Full disclosure to my devoted blog dogs, (yes all three of you) I am a shareholder so my opinions are not without bias.  And while I believe HMPR is a solid "buy and hold" long term investment....I could be wrong.  Do your own DD and don't hesitate to consult with a licensed professional.  

HMPR hardly gets any chatter on places like twitter and stocktwits, this is not some speculative money losing company being hyped and promoted like its the greatest investment vehicle of all time and a sure fire winner.  If you want a stock like that sign up with some email blasting chop shop.  


Saturday, July 23, 2016

Why Donald Trump will be the next American President....

Trump versus Clinton, Hillary versus the Donald.  The insider versus the outsider, the chosen one against the bombastic one.  Man oh man, this is gonna be a fun election for my American friends.

And Donald J. Trump is going to win.  

Okay, I hear what all my regular readers are saying, all three of them.  This is a blog about stocks, about the financial markets.  This isn't a political soapbox.  Why am I going on about the U.S. election?  

Well I'll tell ya.  

There's a reason Donald will win, and its the same reason why money losing companies are able to attract investors while printing off shares.  Mr. Trump will be moving into the White House for the very same reasons that people put hard earned money into companies whose executives earn million dollar salaries and bonuses but never deliver long term shareholder value, sometimes for decades.

Why?  Because people are stupid.  

Please note, I said "People" not "Americans".  The United States does not have a monopoly on stupidity.  Canadians like myself need look no further than our largest city, the cosmopolitan and liberal bastion called Toronto, which elected crackhead Rob Ford as mayor.  

Its a simple formula folks, you see it in politics and the public markets all the time.  Just tell people what they want to hear and make sure you have a really simple solution to any problem, no matter how complex.  All you have to do is sound strong and confident, even when you're talking outta your ass.

How it works in the public markets

You have some little beverage company that claims its going to compete with the Cokes, the Pepsi Colas the Nestles of the market.  How?  Easy, by merging with other little companies to bring about economies of scale and synergies, going after a small little niche segment.  Just think about it, some little Pink Sheet traded OTC company will go from pennies to $10 so buy all you can while the PPS has only climbed to a buck or two and you'll be rich.  And don't even think about who is selling, that doesn't matter.

In politics

How can the U.S. deal with illegal immigrants coming in from Mexico?  Simple, just build a wall.
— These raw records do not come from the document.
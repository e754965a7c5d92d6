//! Config command implementation

use std::fmt::Write;

use miette::{IntoDiagnostic, Result};
use tsuzufmt_core::config::{OPTIONS, Origin, load_config};
use tsuzufmt_core::{Config, FsDiscovery};

use crate::cli::{Cli, Overrides};

pub fn run_config(cli: &Cli, default: bool) -> Result<()> {
    if default {
        print!("{}", render_jsonc(&Config::default(), false));
        return Ok(());
    }

    let cwd = std::env::current_dir().into_diagnostic()?;
    let options = Overrides::new(cli, None);
    let (config, path) = load_config(&cwd, &options, &FsDiscovery::new()).into_diagnostic()?;

    if let Some(path) = path {
        println!("// {}", path.display());
    }
    print!("{}", render_jsonc(&config, false));
    Ok(())
}

/// Renders `config` as JSONC in option-table order.
///
/// With `stable_only`, unstable options are left out so the text can be used
/// as a config file without `unstable_features`.
pub fn render_jsonc(config: &Config, stable_only: bool) -> String {
    let specs: Vec<_> = OPTIONS
        .iter()
        .filter(|spec| spec.stable || !stable_only)
        .collect();

    let mut out = String::from("{\n");
    for (i, spec) in specs.iter().enumerate() {
        let Some(value) = config.get(spec.name) else {
            continue;
        };
        let origin = config.origin(spec.name).unwrap_or(Origin::Default);
        let json = serde_json::to_string(value).unwrap_or_else(|_| "null".to_string());
        let comma = if i + 1 < specs.len() { "," } else { "" };

        let _ = writeln!(out, "  // {}", spec.doc);
        if origin == Origin::Default {
            let _ = writeln!(out, "  \"{}\": {}{}", spec.name, json, comma);
        } else {
            let _ = writeln!(out, "  \"{}\": {}{} // from {}", spec.name, json, comma, origin);
        }
    }
    out.push_str("}\n");
    out
}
Easy peasy lemon squeezey, just say it after me.  Build a wall, build a wall....keep saying it until you understand that it can't fail.  If you're still not convinced pump your hand and chant, and say it louder. BUILD A WALL, BUILD A WALL!!!  
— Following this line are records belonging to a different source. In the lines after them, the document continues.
//! Error types for formatting sessions.

use std::path::PathBuf;

use thiserror::Error;

use crate::config::Origin;
use crate::report::Position;

/// Malformed line-range input.
#[derive(Debug, Clone, PartialEq, Eq, Error)]
pub enum ValidationError {
    /// Line numbers are 1-based.
    #[error("Line numbers must be positive, got {line}")]
    NonPositiveLine { line: i64 },

    /// Range whose start lies after its end.
    #[error("Invalid line range: start {start} is after end {end}")]
    StartAfterEnd { start: u32, end: u32 },

    /// Unparsable file-lines JSON.
    #[error("Invalid file-lines JSON: {0}")]
    Json(String),
}

/// Errors raised while resolving a configuration.
#[derive(Debug, Clone, PartialEq, Eq, Error)]
pub enum ConfigError {
    /// Option name not in the option table.
    #[error("Unknown configuration option `{key}` (from {origin})")]
    UnknownOption { key: String, origin: Origin },

    /// Value of the wrong kind or outside the allowed set.
    #[error("Invalid value `{value}` for `{key}`: expected {expected}")]
    InvalidValue {
        key: String,
        value: String,
        expected: String,
    },

    /// Unstable option set while `unstable_features` is off.
    #[error("Option `{key}` is unstable; set `unstable_features = true` to use it")]
    UnstableOption { key: String },

    /// `required_version` does not match this build.
    #[error("Configuration requires version {required}, but this is {actual}")]
    VersionMismatch { required: String, actual: String },

    /// Config file could not be read or parsed.
    #[error("Failed to load config {}: {message}", path.display())]
    File { path: PathBuf, message: String },
}

impl ConfigError {
    /// Creates a file error.
    pub fn file(path: impl Into<PathBuf>, message: impl Into<String>) -> Self {
        Self::File {
            path: path.into(),
            message: message.into(),
        }
    }

    /// Creates an invalid value error.
    pub fn invalid_value(
        key: impl Into<String>,
        value: impl ToString,
        expected: impl Into<String>,
    ) -> Self {
        Self::InvalidValue {
            key: key.into(),
            value: value.to_string(),
            expected: expected.into(),
        }
    }
}

/// Per-input failure of the renderer.
#[derive(Debug, Clone, PartialEq, Eq, Error)]
pub enum RenderError {
    /// The source could not be parsed.
    #[error("Parse error at {position}: {message}")]
    Parse { position: Position, message: String },

    /// Any other renderer failure.
    #[error("Render failed: {0}")]
    Failed(String),
}

impl RenderError {
    /// Creates a parse error.
    pub fn parse(position: Position, message: impl Into<String>) -> Self {
        Self::Parse {
            position,
            message: message.into(),
        }
    }
}

/// Violated diff invariants. These indicate a bug, not bad input.
#[derive(Debug, Clone, PartialEq, Eq, Error)]
pub enum DiffError {
    /// Chunk starts before the end of the previous chunk.
    #[error("Chunk at line {line} overlaps the previous chunk ending at line {previous_end}")]
    OutOfOrder { line: u32, previous_end: u32 },

    /// Chunk removes lines past the end of the original.
    #[error("Chunk at line {line} removes {removed} lines but the original has {len}")]
    OutOfBounds { line: u32, removed: u32, len: usize },

    /// Malformed modified-lines text.
    #[error("Malformed modified lines at line {line}: {message}")]
    Malformed { line: usize, message: String },
}

/// Errors that abort a whole session.
#[derive(Debug, Error)]
pub enum SessionError {
    /// Configuration could not be resolved.
    #[error("Configuration error: {0}")]
    Config(#[from] ConfigError),

    /// Internal diff failure.
    #[error("Internal diff error: {0}")]
    Diff(#[from] DiffError),

    /// Session already finished.
    #[error("Session is finished; no more inputs can be formatted")]
    Finished,
}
Confidence is key folks.  If you start trying to sound intelligent and nuanced, you've already lost.  

Now, with public companies we all know what happens.  Reality sets in and the PPS crashes leaving investors wondering:  "What the hell just happened"?  But that's okay for the CEO and other insiders because the money has been raised.  The salary and bonus checks will continue thanks to the stupidity of the investing public.  And some are so stupid they'll refuse to admit they even made a mistake. They'll still love the CEO and will blame dark market forces like hedge funds and short sellers. They'll scream at message board "bashers" who were too dumb to buy a ticket to the promised land.

In politics its much the same.  

Once Trump gets elected and the wall still isn't built or even started, it won't be his fault....it won't be because it was a really dumb idea.  It will be because of his opponents who didn't see Donald's genius. When protectionism isolates the United States from the rest of the world and men and women are out of work, it won't be because voters put the wrong guy in the White House, it'll be because of American enemies.  

Oh what might have been

It could have been a different election though.  The Democrats could have gone with a better candidate.  Instead they gift wrapped the nomination and handed it to Hillary Clinton. The former first lady, senator and secretary of state with the private server and bogus sniper fire story.  The contradictory progressive who also says she's a moderate, once against same sex marriage and now in favor of it.  Whiskey Tango Foxtrot???

Bernie Sanders would have offered a clear choice, old but dynamic Bernie knows how to do more than just talk the talk, he walks the walk.  He talks racial justice and marched with MLK.  Hillary talks about the glass ceiling and women's issues but laughs about getting a rapist off with time served. Bernie would have had a chance, but Hillary will inspire too many voters to stay home on election day.  Some voters will hold their noses too long and won't be able to leave the house in November.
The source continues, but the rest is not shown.